A study of psychological symptoms, family function, marital and life satisfactions of polygamous and monogamous women: The Palestinian case Academic Article uri icon


  • Background : Polygamy is defined as a marriage in which a spouse of either gender has more than one mate at the same time. Polygamy is considered a valid form of marriage in many countries and communities around the globe. Aim : The purpose of this study is to examine the psychological symptoms, family function, marital satisfaction, life satisfaction and the degree of agreement with the practice of polygamy among ‘senior wives’ – the first wife in the polygamous marriage – and women in monogamous marriages in the West Bank, Palestine. Method : A convenience sample of 309 women, 187 from polygamous and 122 from monogamous families, participated in this study. All women from polygamous families were senior wives.
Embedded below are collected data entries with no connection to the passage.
//! Implementation of the print() builtin function.

use crate::{io::IoHandler, machine::Context, value::Value};

/// Writes the space-joined `str()` of every argument plus a newline
/// through the handler, and returns `None`.
pub(crate) fn builtin_print(ctx: &Context, io: &mut impl IoHandler, args: &[Value]) -> Value {
    for (i, value) in args.iter().enumerate() {
        if i > 0 {
            io.stdout_push(' ');
        }
        io.stdout_write(&value.py_str(ctx));
    }
    io.stdout_push('\n');
    Value::Undefined
}
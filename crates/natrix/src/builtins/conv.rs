//! Implementations of the str() and _int() conversion builtins.

use std::rc::Rc;
use std::str::FromStr;

use num_bigint::BigInt;
use num_traits::FromPrimitive;

use crate::{
    errors::{Error, ErrorKind, EvalResult},
    machine::Context,
    token::CodeRange,
    value::Value,
};

pub(crate) fn builtin_str(ctx: &Context, value: &Value) -> Value {
    Value::Str(Rc::from(value.py_str(ctx).as_str()))
}

/// `_int(x)`: bool and int pass through, floats truncate toward zero,
/// strings parse as base-10 integers with surrounding whitespace allowed.
pub(crate) fn builtin_int(value: &Value, range: CodeRange) -> EvalResult<Value> {
    match value {
        Value::Bool(b) => Ok(Value::Int(BigInt::from(i32::from(*b)))),
        Value::Int(i) => Ok(Value::Int(i.clone())),
        Value::Float(f) => {
            if f.is_nan() {
                return Err(Error::new(
                    ErrorKind::UnsupportedArgumentError,
                    "cannot convert float NaN to integer",
                    range,
                ));
            }
            if f.is_infinite() {
                return Err(Error::new(
                    ErrorKind::UnsupportedArgumentError,
                    "cannot convert float infinity to integer",
                    range,
                ));
            }
            Ok(Value::Int(BigInt::from_f64(f.trunc()).unwrap_or_default()))
        }
        Value::Str(s) => match BigInt::from_str(s.trim()) {
            Ok(i) => Ok(Value::Int(i)),
            Err(_) => Err(Error::new(
                ErrorKind::UnsupportedArgumentError,
                format!("invalid literal for _int() with base 10: '{s}'"),
                range,
            )),
        },
        other => Err(Error::new(
            ErrorKind::UnsupportedArgumentError,
            format!("_int() argument must be a string or a number, not '{}'", other.type_name()),
            range,
        )),
    }
}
The following instruments were deployed: the McMaster Family Assessment Device (FAD), the ENRICH marital satisfaction questionnaire, the SCL-90 mental health symptoms checklist, the Rosenberg self-esteem (SE) scale, the Diener et al. (1985), a life satisfaction scale, and a basic socio-demographic scale, including the degree of agreement of the practice of polygamy. Results : The findings revealed significant differences between senior wives in polygamous marriages and wives in monogamous marriages with regard to family functioning, marital satisfaction, self-esteem and life satisfaction. Likewise, many of the mental health symptoms were different. Particularly noteworthy were somatization, depression, hostility psychotism and the General Severity Index (a global index of distress). More women in polygamous marriages agreed with the practice of polygamy than their monogamous counterparts. Conclusion : Practitioners and policy makers need to be aware of the consequences of polygamy on first wives and on society as whole.